I - A revisão constitucional veio reforçar os poderes da Assembleia da Republica, que passou a votar o proprio orçamento, em vez da lei do orçamento. II - O artigo 108, n. 5, da Constituição consagra a regra da especificação, nos termos da qual o Orçamento especifica as despesas segundo a respectiva classificação organica e funcional. III - Sendo o Orçamento votado em lei - lei da Assembleia da Republica, mediante proposta do Governo -, as alterações ao Orçamento devem, como regra, ser igualmente objecto de lei, precedendo proposta governamental.

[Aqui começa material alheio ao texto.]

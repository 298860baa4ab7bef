#![allow(dead_code)]

use chrono::{DateTime, TimeZone, Utc};
use sea_orm::{ConnectionTrait, Database};
use std::sync::Arc;

use gatehouse::config::Config;
use gatehouse::db::Store;
use gatehouse::domain::UserId;
use gatehouse::domain::time::SimulatedTimeSource;
use gatehouse::gateway::account_codes::{IssueAccountCode, IssuedCode};
use gatehouse::gateway::permissions::CATALOG;
use gatehouse::gateway::preauth::NewAccount;
use gatehouse::services::AuthService;
use gatehouse::state::SharedState;

pub const PASSWORD: &str = "correct horse battery";
pub const ROOT_EMAIL: &str = "root@example.com";

pub fn test_config() -> Config {
    let mut config = Config::default();
    config.general.database_path = "sqlite::memory:".to_string();
    config.server.secure_cookies = false;
    config.security.argon2_memory_cost_kib = 64;
    config.security.argon2_time_cost = 1;
    config
}

pub fn start_time() -> DateTime<Utc> {
    Utc.with_ymd_and_hms(2026, 3, 1, 12, 0, 0).unwrap()
}

pub struct Harness {
    pub state: Arc<SharedState>,
    pub clock: SimulatedTimeSource,
}

impl Harness {
    pub async fn new() -> Self {
        Self::with_config(test_config()).await
    }

    pub async fn with_config(config: Config) -> Self {
        let clock = SimulatedTimeSource::new(start_time());
        let store = Store::new(&config.general.database_path)
            .await
            .expect("Failed to open in-memory store");
        let state = SharedState::with_store(config, store, Some(Arc::new(clock.clone())))
            .expect("Failed to build state");

        Self {
            state: Arc::new(state),
            clock,
        }
    }

    /// A harness on a throwaway database file, so a test can open its own
    /// connection next to the pool. Returns the database URL with it.
    pub async fn on_disk() -> (Self, String) {
        let path = std::env::temp_dir().join(format!("gatehouse-{}.db", uuid::Uuid::new_v4()));
        let url = format!("sqlite://{}", path.display());

        let mut config = test_config();
        config.general.database_path = url.clone();
        (Self::with_config(config).await, url)
    }

    pub fn auth(&self) -> &Arc<dyn AuthService> {
        &self.state.auth_service
    }

    /// Bootstraps the first account with every catalog permission and
    /// returns a token for it.
    pub async fn root(&self) -> String {
        let issued = self
            .auth()
            .bootstrap_account_code(IssueAccountCode {
                email: ROOT_EMAIL.to_string(),
                permissions: CATALOG.iter().map(|p| p.name.to_string()).collect(),
                token_expiry_seconds: None,
                expires_in_minutes: None,
                notify_issuer_on_redeem: false,
            })
            .await
            .expect("bootstrap failed");

        self.register(&issued.code, "root", ROOT_EMAIL)
            .await
            .expect("root registration failed");
        self.login("root").await
    }

    pub async fn invite(&self, token: &str, email: &str, permissions: &[&str]) -> IssuedCode {
        self.auth()
            .issue_account_code(
                Some(token),
                IssueAccountCode {
                    email: email.to_string(),
                    permissions: permissions.iter().map(|p| (*p).to_string()).collect(),
                    token_expiry_seconds: None,
                    expires_in_minutes: None,
                    notify_issuer_on_redeem: false,
                },
            )
            .await
            .expect("issuing account code failed")
    }

    pub async fn register(
        &self,
        code: &str,
        username: &str,
        email: &str,
    ) -> Result<UserId, gatehouse::gateway::GatewayError> {
        self.auth()
            .create_account(NewAccount {
                username: username.to_string(),
                password: PASSWORD.to_string(),
                email: email.to_string(),
                code: code.to_string(),
            })
            .await
    }

    pub async fn login(&self, username: &str) -> String {
        self.auth()
            .login(username, PASSWORD)
            .await
            .expect("login failed")
            .token
    }

    /// Invites, registers and logs in a user holding `permissions`.
    pub async fn user(&self, root: &str, username: &str, permissions: &[&str]) -> String {
        let email = format!("{username}@example.com");
        let issued = self.invite(root, &email, permissions).await;
        self.register(&issued.code, username, &email)
            .await
            .expect("registration failed");
        self.login(username).await
    }
}

/// Runs `sql` on a separate connection to the database at `url`.
pub async fn execute_sql(url: &str, sql: &str) {
    let conn = Database::connect(url)
        .await
        .expect("Failed to open side connection");
    conn.execute_unprepared(sql)
        .await
        .expect("Side connection statement failed");
    conn.close().await.expect("Failed to close side connection");
}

IV - A alinea b) do artigo 17 da Lei n. 2-B/85, de 28 de Fevereiro, embora não ofenda a Constituição na parte em que permite a transferencia de verbas respeitantes a "Investimentos do Plano" dentro do mesmo ministerio e sem haver alteração da classificação funcional, ja a viola (artigos 108, n. 5, e 164, alinea g) quando autoriza a transferencia de verbas que se traduza em alteração da classificação funcional ou organica das despesas. V - A alinea c) do artigo 17 da citada Lei n. 2-B/85, ao permitir ao Governo efectuar transferencias do capitulo "Investimentos do Plano" para outros capitulos do Orçamento - não so dentro do mesmo ministerio, como porventura de um ministerio para outro - viola os artigos 108, n. 5, e 164, alinea g) da Lei Fundamental, pela alteração da classificação organica que tais transferencias implicam. VI - A alinea d) do mesmo artigo 17 viola igualmente os referidos preceitos constitucionais, na parte em que a autorização por ela concedida permite transferencias de verbas que impliquem a alteração da classificação organica ou funcional das despesas. VII - A autorização dada pela alinea e) do artigo 17 em apreço, enquanto permite alterar a classificação funcional das despesas, viola os citados artigos 108, n. 5, e 164, alinea g), do ordenamento constitucional. VIII - No caso em analise, militam razões de segurança juridica que aconselham se faça a limitação dos efeitos da declaração de inconstitucionalidade, por forma a evitar que transferencias de verbas eventualmente ja feitas ao abrigo das autorizações em questão viessem a ficar sem suporte legal.